Digital currency bitcoin and its underlying blockchain technology is arguably a British invention. It’s based on cryptography developed at GCHQ, and its creator Satoshi Nakamoto is rumoured to be from the UK. The UK is also regarded as one of the most promising places in the world to operate a bitcoin business, due to our financial pedigree, trusted regulatory regime and deep pool of fintech talent.
The culture in the UK bitcoin community is quite different to that in many countries because many of us have previously worked in the financial services sector. For example, Elliptic CEO Dr James Smith was an options trader at two leading market-making firms before co-founding Elliptic. This has created a pragmatic approach to promoting and increasing digital currency adoption. We have formed our own industry body, the UK Digital Currency Association, to promote the sector and provide a single point of contact for policymakers and regulators.
There’s also been growing engagement by a government eager to bolster London’s current fintech boom and maintain the city’s status as a global financial hub. Last year HMRC issued widely-praised guidance on digital currencies’ tax treatment, an approach which has recently been mirrored at the EU level. The Bank of England has produced two detailed reports on the economic implications of digital currency technologies and is working on its own digital currency. Chancellor George Osborne has also embraced digital currencies and, following a government consultation, announced regulations in the March 2015 budget.

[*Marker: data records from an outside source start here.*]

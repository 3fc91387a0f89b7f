use axum::{
    http::StatusCode,
    response::{IntoResponse, Response},
    Json,
};
use serde::Serialize;
use serde_json::json;
use thiserror::Error;

/// One entry of the `errors` array returned for validation failures.
#[derive(Debug, Clone, PartialEq, Eq, Serialize)]
pub struct FieldError {
    pub field: String,
    pub message: String,
}

impl FieldError {
    pub fn new(field: impl Into<String>, message: impl Into<String>) -> Self {
        Self {
            field: field.into(),
            message: message.into(),
        }
    }
}

/// Central error type for every handler. Converting into a response is the
/// single place the user-visible error shape is produced.
#[derive(Debug, Error)]
pub enum ApiError {
    #[error("{0}")]
    BadRequest(String),

    #[error("{0}")]
    Conflict(String),

    #[error("Validation failed")]
    Validation(Vec<FieldError>),

    #[error("{0}")]
    Unauthorized(String),

    #[error("{0}")]
    Forbidden(String),

    #[error("{0}")]
    NotFound(String),

    #[error("Internal server error")]
    Internal(anyhow::Error),
}

impl ApiError {
    pub fn bad_request(message: impl Into<String>) -> Self {
        ApiError::BadRequest(message.into())
    }

    pub fn conflict(message: impl Into<String>) -> Self {
        ApiError::Conflict(message.into())
    }

    pub fn validation(errors: Vec<FieldError>) -> Self {
        ApiError::Validation(errors)
    }

    pub fn unauthorized(message: impl Into<String>) -> Self {
        ApiError::Unauthorized(message.into())
    }

    pub fn forbidden(message: impl Into<String>) -> Self {
        ApiError::Forbidden(message.into())
    }

    pub fn not_found(message: impl Into<String>) -> Self {
        ApiError::NotFound(message.into())
    }

    pub fn internal(err: impl Into<anyhow::Error>) -> Self {
        ApiError::Internal(err.into())
    }

    pub fn status_code(&self) -> StatusCode {
        match self {
            ApiError::BadRequest(_) | ApiError::Conflict(_) | ApiError::Validation(_) => {
                StatusCode::BAD_REQUEST
            }
            ApiError::Unauthorized(_) => StatusCode::UNAUTHORIZED,
            ApiError::Forbidden(_) => StatusCode::FORBIDDEN,
            ApiError::NotFound(_) => StatusCode::NOT_FOUND,
            ApiError::Internal(_) => StatusCode::INTERNAL_SERVER_ERROR,
        }
    }
}

impl IntoResponse for ApiError {
    fn into_response(self) -> Response {
        let status = self.status_code();
        let body = match &self {
            ApiError::Validation(errors) => json!({
                "message": self.to_string(),
                "errors": errors,
            }),
            ApiError::Internal(err) => {
                tracing::error!(error = %err, "internal server error");
                json!({ "message": self.to_string() })
            }
            _ => json!({ "message": self.to_string() }),
        };
        (status, Json(body)).into_response()
    }
}

#[cfg(test)]
mod tests {
    use super::*;

    #[test]
    fn status_codes_follow_the_taxonomy() {
        assert_eq!(
            ApiError::bad_request("x").status_code(),
            StatusCode::BAD_REQUEST
        );
        // Duplicates map to 400, not 409.
        assert_eq!(
            ApiError::conflict("x").status_code(),
            StatusCode::BAD_REQUEST
        );
        assert_eq!(
            ApiError::validation(vec![]).status_code(),
            StatusCode::BAD_REQUEST
        );
        assert_eq!(
            ApiError::unauthorized("x").status_code(),
            StatusCode::UNAUTHORIZED
        );
        assert_eq!(ApiError::forbidden("x").status_code(), StatusCode::FORBIDDEN);
        assert_eq!(ApiError::not_found("x").status_code(), StatusCode::NOT_FOUND);
        assert_eq!(
            ApiError::internal(anyhow::anyhow!("boom")).status_code(),
            StatusCode::INTERNAL_SERVER_ERROR
        );
    }

    #[test]
    fn messages_keep_internal_details_private() {
        let err = ApiError::internal(anyhow::anyhow!("connection refused"));
        assert_eq!(err.to_string(), "Internal server error");

        let err = ApiError::not_found("Property not found");
        assert_eq!(err.to_string(), "Property not found");
    }

    #[test]
    fn field_errors_serialize_flat() {
        let err = FieldError::new("minPrice", "must be a number");
        let json = serde_json::to_string(&err).unwrap();
        assert_eq!(json, r#"{"field":"minPrice","message":"must be a number"}"#);
    }
}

However, while huge amounts of venture capital money are flowing into digital currency start-ups in the US and elsewhere, those of us in the UK are largely missing out, hindered by a lack of regulation and the refusal of UK banks to work with us. It remains almost impossible for bitcoin companies to obtain UK bank accounts, particularly if they wish to hold client deposits. Banks cite money laundering risks and the lack of regulator oversight as their reasons, although perceived reputational risk is a major factor. The FCA currently refuses to regulate the sector, and digital currency businesses are not subject to the UK’s anti-money laundering regulations.
If we are not careful, bitcoin will become the latest UK invention to be exploited by others. We believe Government and regulators need to act now to establish the UK as a global hub for digital currencies. In the meantime, those of us in the industry must educate regulators and consumers about the huge opportunities the technology presents and explain how the risks can be overcome.
Dr Tom Robinson is COO of Elliptic, the blockchain security and compliance company.